MLB and the Players Association are still in their tiresome back-and-forth, negotiating to see if they can come up with a new collective bargaining agreement (CBA) after the previous one expired on December 1.
The league implemented a lockout, as a means to put some pressure on the players to negotiate, so transactions are currently not allowed until there is a new CBA.
Players are the ones losing the most in the current scenario, because spring training and Opening Day are getting closer.
If there is no season, or at least until the start of the campaign, players won’t earn money.
Some of them may look to play in Japan or South Korea this year to secure their payday.
At this point, spring training starting on time sounds like an unlikely scenario.
Most camps were scheduled to open next week, and the first spring training games were supposed to be on February 26.
That won’t happen if MLB and the union don’t agree to a deal soon.
Reality, and common sense, indicates that at least two or three weeks of spring training will start the second both sides reach a deal.
But let’s make a few predictions about potential start dates for the 2022 MLB season.
3. March 31
The season starting on March 31 remains a best-case scenario, although it’s looking more and more unlikely with each passing day.
March 31 is the scheduled date for the start of the season in a perfect world with no lockout.
Just so you guys know… The league could lift the lockout and everything could still start on time. Bargaining could continue with spring training and the regular season underway. No agreement doesn’t mean no baseball. A lockout means no baseball. MLB fears a Union strike.
— Will Middlebrooks (@middlebrooks) February 4, 2022
That’s not the case, though.
For the season to start on that date, there will need to be a solution for the MLB-union dispute this week or next.
While it’s possible, the odds of that happening are not particularly good.
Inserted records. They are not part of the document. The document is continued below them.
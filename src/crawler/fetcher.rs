//! HTTP fetcher for static pages
//!
//! The navigation menu is server-rendered, so discovery uses plain GET
//! requests instead of the browser. Any failure is fatal: there is no retry.

use crate::config::HttpConfig;
use crate::{Result, ScrapeError};
use reqwest::Client;
use std::time::Duration;
use url::Url;

/// Builds an HTTP client with proper configuration
///
/// # Example
///
/// ```no_run
/// use catalog_harvest::config::HttpConfig;
/// use catalog_harvest::crawler::build_http_client;
///
/// let client = build_http_client(&HttpConfig::default()).unwrap();
/// ```
pub fn build_http_client(config: &HttpConfig) -> std::result::Result<Client, reqwest::Error> {
    Client::builder()
        .user_agent(config.user_agent.as_str())
        .timeout(Duration::from_secs(config.timeout_secs))
        .connect_timeout(Duration::from_secs(10))
        .gzip(true)
        .brotli(true)
        .build()
}

/// Fetches a page and returns its body
///
/// # Returns
///
/// * `Ok(String)` - Body of a 2xx response
/// * `Err(ScrapeError::Http)` - Connection failure, timeout or non-2xx status
pub async fn fetch_html(client: &Client, url: &Url) -> Result<String> {
    tracing::debug!("GET {}", url);

    let http_error = |source| ScrapeError::Http {
        url: url.to_string(),
        source,
    };

    let response = client
        .get(url.clone())
        .send()
        .await
        .and_then(|response| response.error_for_status())
        .map_err(http_error)?;

    response.text().await.map_err(http_error)
}
//! Crawler module for category discovery and scrape orchestration
//!
//! This module contains the scrape pipeline, including:
//! - HTTP fetching of the static navigation pages
//! - Navigation parsing and category discovery
//! - Sequential per-category render/extract/write coordination

mod coordinator;
mod discovery;
mod fetcher;

pub use coordinator::{run_scrape, run_with_driver, Coordinator, ScrapeSummary};
pub use discovery::{
    discover_categories, discover_category_urls, name_category_links, parse_nav_items,
    parse_subcategory_links, CategoryLink, NavItem, NavSelectors,
};
pub use fetcher::{build_http_client, fetch_html};
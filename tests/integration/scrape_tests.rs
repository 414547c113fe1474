//! Integration tests for the scrape pipeline
//!
//! These tests use wiremock to serve the navigation pages and a scripted
//! in-memory page driver in place of the browser.

use async_trait::async_trait;
use catalog_harvest::config::Config;
use catalog_harvest::crawler::{
    build_http_client, discover_categories, run_with_driver, Coordinator,
};
use catalog_harvest::render::{PageDriver, Renderer, ScrapeDriver};
use catalog_harvest::{Result, ScrapeError, ScrapeSummary};
use std::collections::HashSet;
use std::path::Path;
use std::sync::atomic::{AtomicU32, Ordering};
use std::sync::Arc;
use tempfile::TempDir;
use wiremock::matchers::{method, path};
use wiremock::{Mock, MockServer, ResponseTemplate};

const LOAD_MORE: &str = ".ecomerce-items-scroll-more";

const ONE_PRODUCT: &str = r#"<html><body>
    <div class="card-body">
        <h4 class="price">$24.99</h4>
        <a class="title" title="Nokia 123">Nokia 123</a>
        <p class="description">7 day battery</p>
        <p class="review-count">13 reviews</p>
        <p><span class="ws-icon-star"></span><span class="ws-icon-star"></span><span class="ws-icon-star"></span></p>
    </div>
</body></html>"#;

const BROKEN_PRODUCT: &str = r#"<html><body>
    <div class="card-body"><a class="title" title="No price">No price</a></div>
</body></html>"#;

/// Serves the same page for every URL, except for the configured overrides
#[derive(Default)]
struct StubDriver {
    navigations: Vec<String>,
    current: String,
    /// URLs whose load-more control never hides
    stuck: HashSet<String>,
    /// URLs serving malformed product cards
    broken: HashSet<String>,
    load_more_clicks: u32,
    /// Shared so it can be read after the driver is consumed by `close`
    closes: Arc<AtomicU32>,
    fail_close: bool,
}

#[async_trait]
impl PageDriver for StubDriver {
    async fn navigate(&mut self, url: &str) -> Result<()> {
        self.navigations.push(url.to_string());
        self.current = url.to_string();
        Ok(())
    }

    async fn exists(&mut self, selector: &str) -> Result<bool> {
        Ok(selector == LOAD_MORE && self.stuck.contains(&self.current))
    }

    async fn is_visible(&mut self, selector: &str) -> Result<bool> {
        self.exists(selector).await
    }

    async fn click(&mut self, _selector: &str) -> Result<()> {
        self.load_more_clicks += 1;
        Ok(())
    }

    async fn content(&mut self) -> Result<String> {
        if self.broken.contains(&self.current) {
            Ok(BROKEN_PRODUCT.to_string())
        } else {
            Ok(ONE_PRODUCT.to_string())
        }
    }
}

#[async_trait]
impl ScrapeDriver for StubDriver {
    async fn close(self) -> Result<()> {
        self.closes.fetch_add(1, Ordering::SeqCst);
        if self.fail_close {
            return Err(ScrapeError::BrowserSetup("browser already gone".to_string()));
        }
        Ok(())
    }
}

const HOME_PAGE: &str = r#"<html><body>
    <ul class="nav flex-column" id="side-menu">
        <li class="nav-item">
            <a href="/test-sites/e-commerce/more" class="nav-link">Home</a>
        </li>
        <li class="nav-item">
            <a href="/test-sites/e-commerce/more/computers" class="category-link">
                Computers <span class="ws-icon ws-icon-right"></span>
            </a>
        </li>
    </ul>
</body></html>"#;

const COMPUTERS_PAGE: &str = r#"<html><body>
    <ul class="nav flex-column" id="side-menu">
        <li class="nav-item">
            <a href="/test-sites/e-commerce/more" class="nav-link">Home</a>
        </li>
        <li class="nav-item">
            <a href="/test-sites/e-commerce/more/computers" class="category-link active">Computers</a>
            <ul class="nav nav-second-level">
                <li class="nav-item">
                    <a href="/test-sites/e-commerce/more/computers/laptops" class="subcategory-link">Laptops</a>
                </li>
                <li class="nav-item">
                    <a href="/test-sites/e-commerce/more/computers/tablets" class="subcategory-link">Tablets</a>
                </li>
            </ul>
        </li>
    </ul>
</body></html>"#;

/// Starts a mock catalog with a two-level navigation menu
async fn start_catalog() -> MockServer {
    let server = MockServer::start().await;

    Mock::given(method("GET"))
        .and(path("/test-sites/e-commerce/more"))
        .respond_with(
            ResponseTemplate::new(200)
                .set_body_string(HOME_PAGE)
                .insert_header("content-type", "text/html"),
        )
        .mount(&server)
        .await;

    Mock::given(method("GET"))
        .and(path("/test-sites/e-commerce/more/computers"))
        .respond_with(
            ResponseTemplate::new(200)
                .set_body_string(COMPUTERS_PAGE)
                .insert_header("content-type", "text/html"),
        )
        .mount(&server)
        .await;

    server
}

/// Creates a test configuration pointing at the mock catalog
fn create_test_config(server: &MockServer, output_dir: &Path) -> Config {
    let mut config = Config::default();
    config.site.base_url = format!("{}/", server.uri());
    config.site.home_url = format!("{}/test-sites/e-commerce/more", server.uri());
    config.render.poll_interval_ms = 0;
    config.render.max_load_more_clicks = 3;
    config.output.directory = output_dir.to_path_buf();
    config
}

fn coordinator(config: Config, driver: StubDriver) -> Coordinator<StubDriver> {
    let client = build_http_client(&config.http).expect("Failed to build client");
    let renderer = Renderer::from_config(&config).expect("Failed to build renderer");
    Coordinator::new(config, client, renderer, driver)
}

/// Runs a full scrape through the same path as the CLI, closing the driver
async fn run_and_close(config: Config, driver: StubDriver) -> Result<ScrapeSummary> {
    let client = build_http_client(&config.http).expect("Failed to build client");
    let renderer = Renderer::from_config(&config).expect("Failed to build renderer");
    run_with_driver(config, client, renderer, driver).await
}

fn expected_urls(server: &MockServer) -> Vec<String> {
    let base = format!("{}/test-sites/e-commerce/more", server.uri());
    vec![
        base.clone(),
        format!("{}/computers", base),
        format!("{}/computers/laptops", base),
        format!("{}/computers/tablets", base),
    ]
}

#[tokio::test]
async fn test_discovery_order_and_names() {
    let server = start_catalog().await;
    let output = TempDir::new().unwrap();
    let config = create_test_config(&server, output.path());
    let client = build_http_client(&config.http).unwrap();

    let links = discover_categories(&client, &config).await.unwrap();

    let names: Vec<&str> = links.iter().map(|l| l.file_name.as_str()).collect();
    assert_eq!(names, vec!["home.csv", "computers.csv", "laptops.csv", "tablets.csv"]);

    let urls: Vec<String> = links.iter().map(|l| l.url.to_string()).collect();
    assert_eq!(urls, expected_urls(&server));
}

#[tokio::test]
async fn test_full_scrape_writes_one_file_per_category() {
    let server = start_catalog().await;
    let output = TempDir::new().unwrap();
    let config = create_test_config(&server, output.path());

    let mut coordinator = coordinator(config, StubDriver::default());
    let summary = coordinator.run().await.expect("Scrape failed");

    assert_eq!(summary.categories_written, 4);
    assert_eq!(summary.products_written, 4);
    assert!(summary.categories_skipped.is_empty());

    let driver = coordinator.into_driver();
    assert_eq!(driver.navigations, expected_urls(&server));

    for name in ["home.csv", "computers.csv", "laptops.csv", "tablets.csv"] {
        let content = std::fs::read_to_string(output.path().join(name))
            .unwrap_or_else(|e| panic!("{name} not written: {e}"));
        assert_eq!(
            content,
            "title,description,price,rating,num_of_reviews\r\nNokia 123,7 day battery,24.99,3,13\r\n"
        );
    }
}

#[tokio::test]
async fn test_unsettled_page_is_skipped() {
    let server = start_catalog().await;
    let output = TempDir::new().unwrap();
    let config = create_test_config(&server, output.path());

    let laptops = format!("{}/test-sites/e-commerce/more/computers/laptops", server.uri());
    let driver = StubDriver {
        stuck: HashSet::from([laptops.clone()]),
        ..Default::default()
    };

    let mut coordinator = coordinator(config, driver);
    let summary = coordinator.run().await.expect("Scrape failed");

    assert_eq!(summary.categories_written, 3);
    assert_eq!(summary.categories_skipped, vec![laptops]);
    assert_eq!(coordinator.into_driver().load_more_clicks, 3);

    assert!(!output.path().join("laptops.csv").exists());
    assert!(output.path().join("tablets.csv").exists());
}

#[tokio::test]
async fn test_malformed_product_aborts_run() {
    let server = start_catalog().await;
    let output = TempDir::new().unwrap();
    let config = create_test_config(&server, output.path());

    let computers = format!("{}/test-sites/e-commerce/more/computers", server.uri());
    let driver = StubDriver {
        broken: HashSet::from([computers.clone()]),
        ..Default::default()
    };

    let mut coordinator = coordinator(config, driver);
    let err = coordinator.run().await.unwrap_err();

    assert!(matches!(err, ScrapeError::Product { ref url, index: 0, .. } if *url == computers));

    // Files written before the failure stay, later categories are never visited
    assert!(output.path().join("home.csv").exists());
    assert!(!output.path().join("computers.csv").exists());
    assert!(!output.path().join("laptops.csv").exists());
    assert_eq!(coordinator.into_driver().navigations.len(), 2);
}

#[tokio::test]
async fn test_unreachable_subcategory_page_is_fatal() {
    let server = MockServer::start().await;
    Mock::given(method("GET"))
        .and(path("/test-sites/e-commerce/more"))
        .respond_with(ResponseTemplate::new(200).set_body_string(HOME_PAGE))
        .mount(&server)
        .await;
    Mock::given(method("GET"))
        .and(path("/test-sites/e-commerce/more/computers"))
        .respond_with(ResponseTemplate::new(500))
        .mount(&server)
        .await;

    let output = TempDir::new().unwrap();
    let config = create_test_config(&server, output.path());
    let client = build_http_client(&config.http).unwrap();

    let err = discover_categories(&client, &config).await.unwrap_err();
    assert!(matches!(err, ScrapeError::Http { .. }));
}

#[tokio::test]
async fn test_home_without_expandable_entries() {
    let server = MockServer::start().await;
    Mock::given(method("GET"))
        .and(path("/shop"))
        .respond_with(ResponseTemplate::new(200).set_body_string(
            r#"<ul class="flex-column">
                <li class="nav-item"><a href="/shop/phones">Phones</a></li>
                <li class="nav-item"><a href="/shop/tablets">Tablets</a></li>
            </ul>"#,
        ))
        .expect(1)
        .mount(&server)
        .await;

    let output = TempDir::new().unwrap();
    let mut config = create_test_config(&server, output.path());
    config.site.home_url = format!("{}/shop", server.uri());
    let client = build_http_client(&config.http).unwrap();

    let links = discover_categories(&client, &config).await.unwrap();

    let names: Vec<&str> = links.iter().map(|l| l.file_name.as_str()).collect();
    assert_eq!(names, vec!["phones.csv", "tablets.csv"]);
}

#[tokio::test]
async fn test_driver_closed_after_successful_run() {
    let server = start_catalog().await;
    let output = TempDir::new().unwrap();
    let config = create_test_config(&server, output.path());

    let driver = StubDriver::default();
    let closes = driver.closes.clone();

    let summary = run_and_close(config, driver).await.expect("Scrape failed");

    assert_eq!(summary.categories_written, 4);
    assert_eq!(closes.load(Ordering::SeqCst), 1);
}

#[tokio::test]
async fn test_driver_closed_after_failed_run() {
    let server = start_catalog().await;
    let output = TempDir::new().unwrap();
    let config = create_test_config(&server, output.path());

    let computers = format!("{}/test-sites/e-commerce/more/computers", server.uri());
    let driver = StubDriver {
        broken: HashSet::from([computers]),
        ..Default::default()
    };
    let closes = driver.closes.clone();

    let err = run_and_close(config, driver).await.unwrap_err();

    assert!(matches!(err, ScrapeError::Product { index: 0, .. }));
    assert_eq!(closes.load(Ordering::SeqCst), 1);
}

#[tokio::test]
async fn test_close_error_reported_after_successful_run() {
    let server = start_catalog().await;
    let output = TempDir::new().unwrap();
    let config = create_test_config(&server, output.path());

    let driver = StubDriver {
        fail_close: true,
        ..Default::default()
    };
    let closes = driver.closes.clone();

    let err = run_and_close(config, driver).await.unwrap_err();

    assert!(matches!(err, ScrapeError::BrowserSetup(_)));
    assert_eq!(closes.load(Ordering::SeqCst), 1);
    // The scrape itself completed before the close failed
    assert!(output.path().join("tablets.csv").exists());
}

#[tokio::test]
async fn test_scrape_error_wins_over_close_error() {
    let server = start_catalog().await;
    let output = TempDir::new().unwrap();
    let config = create_test_config(&server, output.path());

    let home = format!("{}/test-sites/e-commerce/more", server.uri());
    let driver = StubDriver {
        broken: HashSet::from([home.clone()]),
        fail_close: true,
        ..Default::default()
    };
    let closes = driver.closes.clone();

    let err = run_and_close(config, driver).await.unwrap_err();

    assert!(matches!(err, ScrapeError::Product { ref url, .. } if *url == home));
    assert_eq!(closes.load(Ordering::SeqCst), 1);
}
//! URL handling module for Catalog-Harvest
//!
//! This module resolves navigation hrefs against the catalog's base URL and
//! maps category URLs to output file names.

mod naming;
mod resolve;

pub use naming::{derive_file_name, CSV_EXTENSION};
pub use resolve::resolve_href;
Players, and fans, still hold out some hope, though.
2. May 1
The current course of negotiations indicate that this is actually one of the likeliest dates for the season to start.
After all, players and owners aren’t close on any of the truly important points of discussion.
They haven’t even agreed on minimum salary (and they are worlds apart), tanking regulations, service time manipulation issues, and, perhaps one of the biggest obstacles in the way of a deal, the competitive balance tax.
The bonus pool to compensate the best players between zero and three years of service time is still very much a work in progress.
There are too many things to work on, and it could take a while for both parties to get there.
1. June 1
It would be a real bummer if the current labor negotiations extended well into May.
But we know the characters by now, most notably the owners.
They aren’t really trying to negotiate: they started a lockout, and seeing how the players wouldn’t budge on their firm (and fair) demands, they are now eager to bring third parties into the talks.
The conflict has the potential to get really ugly, and if that happens, we are looking, at least, at another month and half of awkward, painful talks.
Starting the season on June 1 would mean two months’ worth of games would have been missed.
Wish I shared the optimism of my fellow NYY fans awaiting the 2022 MLB season.I don’t see starting until the summer months if we’re lucky. I’ll take another 60-game season before a total wipeout. But I don’t see pitchers & catchers reporting in Feb. Wish I did, but I don’t see it
— Spencer S:Musican,NYY-Nets-Jets fan (@Muzixndmd) December 9, 2021
It’s still a possibility, given the owners’ inability to negotiate in good faith.